We have seen what inductive arguments are. Inductive arguments are those whose conclusion cannot be conclusive because they state more than what is said in the premises. Here we are going to discuss two kinds of inductive arguments -- arguments by analogy and induction by enumeration

Argument by Analogy

Consider the following argument:

Somsri and Somporn share a number of characteristics -- (1) they are from the same high school; (2) they love studying mathematics; (3) they got about the same GPA at high school. We know that Somsri has a good GPA in the university, so Somporn will have a good GPA at her university too.

How confident are we that Somporn will have a good GPA as does Somsri? Suppose we do not know Somporn's GPA yet. But since we know something about her, and especially about her similarities with Somsri, then we believe we have some right in concluding that about Somporn too. But since the information about Somporn's GPA is not already included in the premises, we cannot be one hundred percent certain. At most the conclusion is very likely, but we cannot be completely sure.

This argument is an example of arguments from analogy. It can be stated in the following formula:

A and B share the following characteristics -- a, b, c, d
A has the special characteristic e.
Therefore, B has characteristic e too.

We conclude that B has e from the facts that A and B both have a, b, c, and d. You can see that this conclusion can never by validly inferred because we can never be completely certain whether B really has e or not since it is not stated in the premises. (Premises are what we know to be true, and the conclusion is what we want to infer or draw out from them.) Thus arguments by analogy are clearly inductive.

Although we cannot be completely certain that B has e or not, we have some means to decide how much confidence we want to put to the conclusion. So the question is: What are the conditions which will make us more confident that Somporn will have a good GPA too? Firstly and most importantly, there must be some logical connection between the characteristics stated in the premises and the concluded characteristic. If there is no connection whatsoever between Somporn's and Somsri' graduating from the same high school, loving mathematics, having the same GPA in high school, and their having the same GPA in university, then we cannot put much confidence in the conclusion. On the other hand, if there is some connection. That is to say, if we know that anyone, or a large percentage of those who love mathematics usually have good GPA's then we will be more likely to be confident that the conclusion is true.

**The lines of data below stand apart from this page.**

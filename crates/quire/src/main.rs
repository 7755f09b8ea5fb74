//! Quire CLI - documentation hosting.
//!
//! Provides commands for:
//! - `serve`: Start the documentation server and build coordinator
//! - `token`: Issue admin or visitor tokens
//! - `check`: Report documentation that cannot be served

mod commands;
mod error;
mod output;

use clap::{Parser, Subcommand};
use tracing_subscriber::EnvFilter;

use commands::{CheckArgs, ServeArgs, TokenCommand};
use output::Output;

/// Quire - documentation hosting.
#[derive(Parser)]
#[command(name = "quire", version, about)]
struct Cli {
    #[command(subcommand)]
    command: Commands,
}

#[derive(Subcommand)]
enum Commands {
    /// Start the documentation server.
    Serve(ServeArgs),
    /// Issue access tokens.
    #[command(subcommand)]
    Token(TokenCommand),
    /// Check build output of every configured documentation.
    Check(CheckArgs),
}

fn main() {
    let cli = Cli::parse();
    let output = Output::new();

    let result = match cli.command {
        Commands::Serve(args) => {
            let rt = tokio::runtime::Runtime::new().expect("Failed to create tokio runtime");
            rt.block_on(args.execute())
        }
        Commands::Token(cmd) => cmd.execute(),
        Commands::Check(args) => args.execute(),
    };

    if let Err(err) = result {
        output.error(&format!("Error: {err}"));
        std::process::exit(1);
    }
}

/// Install the tracing subscriber.
///
/// `--verbose` forces DEBUG; otherwise `RUST_LOG` wins over the configured
/// level.
pub(crate) fn init_tracing(verbose: bool, configured_level: &str) {
    let filter = if verbose {
        EnvFilter::new("debug")
    } else {
        EnvFilter::try_from_default_env().unwrap_or_else(|_| EnvFilter::new(configured_level))
    };
    tracing_subscriber::fmt().with_env_filter(filter).init();
}
//! Cache key formatting.

use std::fmt;

/// Key identifying one servable file of one documentation.
///
/// Formatted as `rs|doc_<ID>|<relative-path>`, with any leading `/` of the
/// relative path stripped. Path normalization happens before the key is
/// built; this type only owns the namespace layout.
#[derive(Clone, Debug, PartialEq, Eq, Hash)]
pub struct CacheKey(String);

impl CacheKey {
    /// Build the key for `relative_path` within documentation `doc_id`.
    #[must_use]
    pub fn new(doc_id: u32, relative_path: &str) -> Self {
        let relative_path = relative_path.trim_start_matches('/');
        Self(format!("{}{relative_path}", Self::prefix(doc_id)))
    }

    /// Prefix shared by every key of documentation `doc_id`.
    #[must_use]
    pub fn prefix(doc_id: u32) -> String {
        format!("rs|doc_{doc_id}|")
    }

    /// Key as a string slice.
    #[must_use]
    pub fn as_str(&self) -> &str {
        &self.0
    }
}

impl fmt::Display for CacheKey {
    fn fmt(&self, f: &mut fmt::Formatter<'_>) -> fmt::Result {
        f.write_str(&self.0)
    }
}

impl AsRef<str> for CacheKey {
    fn as_ref(&self) -> &str {
        &self.0
    }
}

impl From<CacheKey> for String {
    fn from(key: CacheKey) -> Self {
        key.0
    }
}
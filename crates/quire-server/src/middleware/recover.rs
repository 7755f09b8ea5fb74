//! Panic recovery.

use std::any::Any;
use std::backtrace::Backtrace;

use axum::Json;
use axum::http::StatusCode;
use axum::response::{IntoResponse, Response};
use serde_json::json;
use tower_http::catch_panic::CatchPanicLayer;

type PanicHandler = fn(Box<dyn Any + Send + 'static>) -> Response;

/// Create layer that turns a handler panic into a 500 response.
pub(crate) fn recover_layer() -> CatchPanicLayer<PanicHandler> {
    CatchPanicLayer::custom(handle_panic as PanicHandler)
}

fn handle_panic(err: Box<dyn Any + Send + 'static>) -> Response {
    let message = if let Some(s) = err.downcast_ref::<String>() {
        s.as_str()
    } else if let Some(s) = err.downcast_ref::<&str>() {
        s
    } else {
        "unknown panic payload"
    };
    let backtrace = Backtrace::force_capture();
    tracing::error!(panic = message, backtrace = %backtrace, "Panic recovered");

    (
        StatusCode::INTERNAL_SERVER_ERROR,
        Json(json!({"status": "error", "message": "Internal Server Error"})),
    )
        .into_response()
}
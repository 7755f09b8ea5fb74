//! In-memory content cache for Quire.
//!
//! This crate provides the cache shared between the background site builder
//! and the request handlers:
//!
//! - [`ContentCache`]: Concurrent map from [`CacheKey`] strings to [`CacheEntry`] values
//! - [`CacheKey`]: Namespaced key for one file of one documentation
//!
//! Entries never expire. The only removal path is explicit prefix deletion,
//! which the builder runs before it rebuilds or deletes a documentation.
//!
//! # Example
//!
//! ```
//! use quire_cache::{CacheKey, ContentCache};
//!
//! let cache = ContentCache::new();
//! cache.put(CacheKey::new(42, "guide.html"), "<html></html>", "text/html");
//! assert!(cache.get("rs|doc_42|guide.html").is_some());
//!
//! cache.delete_prefix(&CacheKey::prefix(42));
//! assert!(cache.get("rs|doc_42|guide.html").is_none());
//! ```

mod key;

use std::collections::HashMap;

use bytes::Bytes;
use dashmap::DashMap;

pub use key::CacheKey;

/// A cached file.
///
/// Entries are immutable: a rebuild replaces the whole entry, it never
/// patches one in place.
#[derive(Clone, Debug, PartialEq, Eq)]
pub struct CacheEntry {
    /// File contents.
    pub data: Bytes,
    /// MIME type sent as `Content-Type`.
    pub content_type: String,
}

/// Concurrent content cache.
///
/// Internally sharded, so callers never lock. A reader either sees the
/// previous entry for a key or the new one, never a partial write.
#[derive(Debug, Default)]
pub struct ContentCache {
    entries: DashMap<String, CacheEntry>,
}

impl ContentCache {
    /// Create an empty cache.
    #[must_use]
    pub fn new() -> Self {
        tracing::info!("Content cache initialized");
        Self::default()
    }

    /// Look up an entry.
    ///
    /// Returns `None` if the key was never stored or has been deleted.
    pub fn get(&self, key: &str) -> Option<CacheEntry> {
        self.entries.get(key).map(|entry| entry.value().clone())
    }

    /// Store an entry, replacing any existing one for the same key.
    pub fn put(
        &self,
        key: impl Into<String>,
        data: impl Into<Bytes>,
        content_type: impl Into<String>,
    ) {
        self.entries.insert(
            key.into(),
            CacheEntry {
                data: data.into(),
                content_type: content_type.into(),
            },
        );
    }

    /// Remove every entry whose key starts with `prefix`.
    ///
    /// Returns the number of removed entries.
    pub fn delete_prefix(&self, prefix: &str) -> usize {
        let before = self.entries.len();
        self.entries.retain(|key, _| !key.starts_with(prefix));
        let removed = before.saturating_sub(self.entries.len());
        tracing::debug!(prefix, removed, "Cleared cache prefix");
        removed
    }

    /// Copy out every entry whose key starts with `prefix`.
    pub fn scan_prefix(&self, prefix: &str) -> HashMap<String, CacheEntry> {
        self.entries
            .iter()
            .filter(|entry| entry.key().starts_with(prefix))
            .map(|entry| (entry.key().clone(), entry.value().clone()))
            .collect()
    }

    /// Number of cached entries.
    pub fn len(&self) -> usize {
        self.entries.len()
    }

    /// Whether the cache holds no entries.
    pub fn is_empty(&self) -> bool {
        self.entries.is_empty()
    }

    /// Drop all entries. Used on shutdown.
    pub fn clear(&self) {
        self.entries.clear();
    }
}
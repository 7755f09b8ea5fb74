//! Background site builds for Quire.
//!
//! The [`BuildCoordinator`] keeps the content cache in step with the
//! documentation registry. On every tick it:
//!
//! 1. Removes documentation marked for deletion: cache prefix first, then the
//!    build directory, then reports completion to the [`DocService`].
//! 2. Rebuilds stale documentation: cache prefix first, then the
//!    [`SiteBuilder`] writes `<build_path>/build/`, then every output file is
//!    stored in the cache with its guessed content type.
//!
//! A failed build is logged and left stale, so the next tick retries it.
//!
//! [`startup_check`] reports documentation whose build output is missing.
//!
//! [`DocService`]: quire_docs::DocService

mod builder;
mod check;
mod coordinator;
mod walk;

pub use builder::{CommandSiteBuilder, SiteBuilder};
pub use check::{StartupReport, startup_check};
pub use coordinator::{BuildCoordinator, BuildHandle, LastTick, TickSummary};

use std::path::PathBuf;

use quire_docs::DocServiceError;

/// Build and cleanup errors.
#[derive(Debug, thiserror::Error)]
pub enum BuildError {
    /// The site generator could not be started.
    #[error("Failed to run {command}: {source}")]
    Spawn {
        /// Program name.
        command: String,
        /// Underlying error.
        source: std::io::Error,
    },

    /// The site generator exited unsuccessfully.
    #[error("{command} exited with {status}: {stderr}")]
    Failed {
        /// Program name.
        command: String,
        /// Exit status description.
        status: String,
        /// Captured standard error, trimmed.
        stderr: String,
    },

    /// Reading the build output failed.
    #[error("Failed to read {}: {source}", path.display())]
    Output {
        /// Offending path.
        path: PathBuf,
        /// Underlying error.
        source: std::io::Error,
    },

    /// Removing a build directory failed.
    #[error("Failed to remove {}: {source}", path.display())]
    Remove {
        /// Offending path.
        path: PathBuf,
        /// Underlying error.
        source: std::io::Error,
    },

    /// The documentation registry failed.
    #[error(transparent)]
    Docs(#[from] DocServiceError),
}
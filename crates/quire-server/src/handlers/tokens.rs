//! Token check endpoint.

use std::sync::Arc;

use axum::Json;
use axum::extract::{Path, State};
use quire_token::TokenError;
use serde_json::{Value, json};

use crate::error::ServerError;
use crate::state::AppState;

/// Handle POST /kal-api/docs/documentation/{doc_id}/check_jwt.
///
/// The request body is the raw token. It is checked against the
/// documentation's own secret, the way a visitor link would be.
pub(crate) async fn check_jwt(
    State(state): State<Arc<AppState>>,
    Path(doc_id): Path<String>,
    body: String,
) -> Result<Json<Value>, ServerError> {
    let doc_id: u32 = doc_id
        .parse()
        .map_err(|_| ServerError::BadRequest(format!("cannot parse doc_id {doc_id} as uint")))?;
    let doc = state
        .docs
        .get(doc_id)?
        .ok_or(ServerError::DocumentationNotFound(doc_id))?;

    match quire_token::validate(body.trim(), &doc.token_secret) {
        Ok(_) => Ok(Json(json!({"status": "success", "message": "valid"}))),
        Err(TokenError::Expired) => Err(ServerError::TokenExpired),
        Err(e) => {
            tracing::debug!(doc_id, error = %e, "Token check failed");
            Err(ServerError::TokenInvalid)
        }
    }
}
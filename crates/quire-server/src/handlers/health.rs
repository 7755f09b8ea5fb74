//! Health endpoints.

use std::sync::Arc;

use axum::Json;
use axum::extract::State;
use serde_json::{Value, json};

use crate::state::AppState;

/// Handle GET /kal-api/health/ping.
pub(crate) async fn ping() -> Json<Value> {
    Json(json!({"status": "success", "message": "pong"}))
}

/// Handle GET /kal-api/health/last-trigger.
///
/// Reports when the build coordinator last finished a tick, or `null` before
/// the first one.
pub(crate) async fn last_trigger(State(state): State<Arc<AppState>>) -> Json<Value> {
    Json(json!({"status": "success", "message": state.last_tick.rfc3339()}))
}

But how do we know that those who love mathematics are more likely to earn high GPA's? From experience, of course. This is an important in evaluating inductive arguments. Since we cannot rely on what is stated in the premises in evaluating such arguments, we have to rely on our own general knowledge. There are no mechanical means to decide how much confidence we have in the conclusions of inductive arguments. So we have to use experience, background knowledge, common sense, and the like to help us decide how likely the conclusion is to be true. Thus, when you evaluate inductive arguments, what you do is that you have to proceed on a case by case basis. Many logicians have tried to provide general rules, which are supposed to be more or less mechanical, to decide the likeliness of the conclusion, but such attempts mostly fail. And the only recourse left is to consider the arguments one by one, using our own background knowledge and common sense as the case in question requires.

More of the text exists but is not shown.